CE, 1951, Lassus et Cottin
Appréciation de la légalité à la date de signature de l’acte
En cas de recours pour excès de pouvoir, le juge apprécie la légalité de l’acte à la date de sa signature. La publication conditionne l’opposabilité et l’entrée en vigueur, non cette date d’appréciation.
Fiche de décision
Conseil d'Etat, 09/11/1951, 98971, Rec. p. 518
Faits. Les sieurs Lassus et Cottin contestent la légalité d’un acte administratif. La question porte sur la date à laquelle la légalité de l’acte doit être appréciée et sur la distinction entre son existence, résultant de sa signature, et son opposabilité, résultant de sa publication ou notification.
Enjeu juridique. La légalité d’un acte administratif s’apprécie-t-elle à la date de sa signature ou à celle de sa publication ?

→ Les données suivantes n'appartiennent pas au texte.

//! Routine generation FFI functions.

#![allow(unsafe_op_in_unsafe_fn)]

use std::ffi::c_void;

use log::debug;

use super::types::{JitsortFn, JitsortRoutine, JitsortSizeFn, RoutineWrapper, get_wrapper};
use crate::generate::Generator;
use crate::routine::SortRoutine;

unsafe fn generate_routine(
    ptr: *const c_void,
    size: usize,
    len: usize,
    func: JitsortSizeFn,
) -> Option<SortRoutine<'static>> {
    let sizing = func.map(|f| move |elem: *const u8| unsafe { f(elem as *const c_void) });
    let sizing_ref = sizing.as_ref().map(|f| f as &dyn Fn(*const u8) -> usize);

    match Generator::default().generate_raw(ptr as *const u8, size, len, sizing_ref) {
        Ok(routine) => Some(routine),
        Err(e) => {
            debug!("jitsort: {}", e);
            None
        }
    }
}

/// Generate a routine that returns a sorted copy of the array at `ptr`.
///
/// `size` and `len` describe `len` elements of `size` bytes. When `func` is
/// given it supplies each element's length instead; with `size` or `len`
/// zero the elements are taken to be packed back to back. Returns NULL for
/// invalid arguments or when no code memory is available.
///
/// The routine's code memory is never released.
///
/// # Example (C)
/// ```c
/// int ints[] = {3, 1, 2};
/// void *(*f)(void) = jitsort(ints, sizeof(int), 3, NULL);
/// int *sorted = f();
/// free(sorted);
/// ```
///
/// # Safety
///
/// - `ptr` must address elements laid out as described
/// - The elements must stay valid and unchanged while `f` may be called
#[unsafe(no_mangle)]
pub unsafe extern "C" fn jitsort(
    ptr: *const c_void,
    size: usize,
    len: usize,
    func: JitsortSizeFn,
) -> JitsortFn {
    generate_routine(ptr, size, len, func).map(SortRoutine::leak)
}

/// Generate a routine and return an owning handle, or NULL on failure.
///
/// The handle must be freed with `jitsort_routine_free()`.
///
/// # Safety
///
/// Same as `jitsort()`; the elements must outlive the handle.
#[unsafe(no_mangle)]
pub unsafe extern "C" fn jitsort_routine_new(
    ptr: *const c_void,
    size: usize,
    len: usize,
    func: JitsortSizeFn,
) -> *mut JitsortRoutine {
    match generate_routine(ptr, size, len, func) {
        Some(routine) => {
            let wrapper = Box::new(RoutineWrapper { routine });
            Box::into_raw(wrapper) as *mut JitsortRoutine
        }
        None => std::ptr::null_mut(),
    }
}

/// Get the entry point of a routine handle.
///
/// The returned pointer is valid until `jitsort_routine_free()`.
#[unsafe(no_mangle)]
pub unsafe extern "C" fn jitsort_routine_entry(routine: *const JitsortRoutine) -> JitsortFn {
    get_wrapper(routine).map(|w| w.routine.entry_point())
}

/// Run a routine, returning a new sorted buffer (or NULL if allocation
/// failed or `routine` is NULL).
#[unsafe(no_mangle)]
pub unsafe extern "C" fn jitsort_routine_call(routine: *const JitsortRoutine) -> *mut c_void {
    match get_wrapper(routine) {
        Some(wrapper) => (wrapper.routine.entry_point())(),
        None => std::ptr::null_mut(),
    }
}

/// Byte length of the buffers a routine returns: the sum of the lengths of
/// all valid elements, whether or not their key is in range.
#[unsafe(no_mangle)]
pub unsafe extern "C" fn jitsort_routine_output_len(routine: *const JitsortRoutine) -> usize {
    get_wrapper(routine).map_or(0, |w| w.routine.output_len())
}

/// Leading bytes of each returned buffer that hold sorted elements. Less
/// than `jitsort_routine_output_len()` when some keys are 256 or more; the
/// rest of the buffer is uninitialized.
#[unsafe(no_mangle)]
pub unsafe extern "C" fn jitsort_routine_placed_len(routine: *const JitsortRoutine) -> usize {
    get_wrapper(routine).map_or(0, |w| w.routine.placed_len())
}

/// Free a routine handle and unmap its code.
///
/// # Safety
///
/// - `routine` must come from `jitsort_routine_new()` and not be freed already
/// - No call of its entry point may be in progress or happen afterwards
#[unsafe(no_mangle)]
pub unsafe extern "C" fn jitsort_routine_free(routine: *mut JitsortRoutine) {
    if routine.is_null() {
        return;
    }
    let _ = Box::from_raw(routine as *mut RoutineWrapper);
}

/// Release a buffer returned by a routine.
#[unsafe(no_mangle)]
pub unsafe extern "C" fn jitsort_output_free(output: *mut c_void) {
    libc::free(output);
}

#[cfg(test)]
mod tests {
    use super::*;

    unsafe extern "C" fn never_size(_: *const c_void) -> usize {
        0
    }

    #[test]
    fn test_invalid_arguments() {
        unsafe {
            assert!(jitsort(std::ptr::null(), 4, 5, None).is_none());
            let ints = [3i32, 1, 2];
            assert!(jitsort(ints.as_ptr() as *const c_void, 0, 0, None).is_none());
            assert!(jitsort_routine_new(std::ptr::null(), 4, 3, None).is_null());
        }
    }

    #[test]
    fn test_null_handle() {
        unsafe {
            assert!(jitsort_routine_entry(std::ptr::null()).is_none());
            assert!(jitsort_routine_call(std::ptr::null()).is_null());
            assert_eq!(jitsort_routine_output_len(std::ptr::null()), 0);
            assert_eq!(jitsort_routine_placed_len(std::ptr::null()), 0);
            // Should not crash
            jitsort_routine_free(std::ptr::null_mut());
            jitsort_output_free(std::ptr::null_mut());
        }
    }

    #[cfg(target_arch = "x86_64")]
    #[test]
    fn test_jitsort_ints() {
        let ints = [3i32, 1, 2];
        unsafe {
            let f = jitsort(ints.as_ptr() as *const c_void, 4, 3, None).unwrap();
            let sorted = f() as *mut i32;
            assert!(!sorted.is_null());
            assert_eq!(std::slice::from_raw_parts(sorted, 3), &[1, 2, 3]);
            jitsort_output_free(sorted as *mut c_void);
        }
    }

    #[cfg(target_arch = "x86_64")]
    #[test]
    fn test_routine_handle_lifecycle() {
        let chars = *b"cab";
        unsafe {
            let routine = jitsort_routine_new(chars.as_ptr() as *const c_void, 1, 3, None);
            assert!(!routine.is_null());
            assert!(jitsort_routine_entry(routine).is_some());
            assert_eq!(jitsort_routine_output_len(routine), 3);

            let first = jitsort_routine_call(routine) as *mut u8;
            let second = jitsort_routine_call(routine) as *mut u8;
            assert_ne!(first, second);
            assert_eq!(std::slice::from_raw_parts(first, 3), b"abc");
            assert_eq!(std::slice::from_raw_parts(second, 3), b"abc");

            jitsort_output_free(first as *mut c_void);
            jitsort_output_free(second as *mut c_void);
            jitsort_routine_free(routine);
        }
    }

    #[cfg(target_arch = "x86_64")]
    #[test]
    fn test_output_len_counts_out_of_range_elements() {
        let ints = [5u32, 1000, 3];
        unsafe {
            let routine = jitsort_routine_new(ints.as_ptr() as *const c_void, 4, 3, None);
            assert!(!routine.is_null());
            assert_eq!(jitsort_routine_output_len(routine), 12);
            assert_eq!(jitsort_routine_placed_len(routine), 8);

            let sorted = jitsort_routine_call(routine) as *mut u32;
            assert_eq!(std::slice::from_raw_parts(sorted, 2), &[3, 5]);
            jitsort_output_free(sorted as *mut c_void);
            jitsort_routine_free(routine);
        }
    }

    #[cfg(target_arch = "x86_64")]
    #[test]
    fn test_sizing_zero_first_gives_empty_routine() {
        let data = [9u8; 4];
        unsafe {
            let routine =
                jitsort_routine_new(data.as_ptr() as *const c_void, 0, 0, Some(never_size));
            assert!(!routine.is_null());
            assert_eq!(jitsort_routine_output_len(routine), 0);
            jitsort_output_free(jitsort_routine_call(routine));
            jitsort_routine_free(routine);
        }
    }
}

Solution. Le Conseil d’État juge que la régularité d’un acte administratif s’apprécie au jour de sa signature, date à laquelle doivent être réunies les conditions de légalité. Les vices ou l’absence de publication n’affectent ni l’existence ni la légalité de l’acte, mais seulement son opposabilité aux tiers.
Perspective. La règle s’articule avec le calcul du délai de retrait à compter de la signature et avec le régime des actes non encore publiés. Elle s’articule aussi avec la jurisprudence sur l’opposabilité des décisions favorables dès leur signature (CE, 1952, Mattei).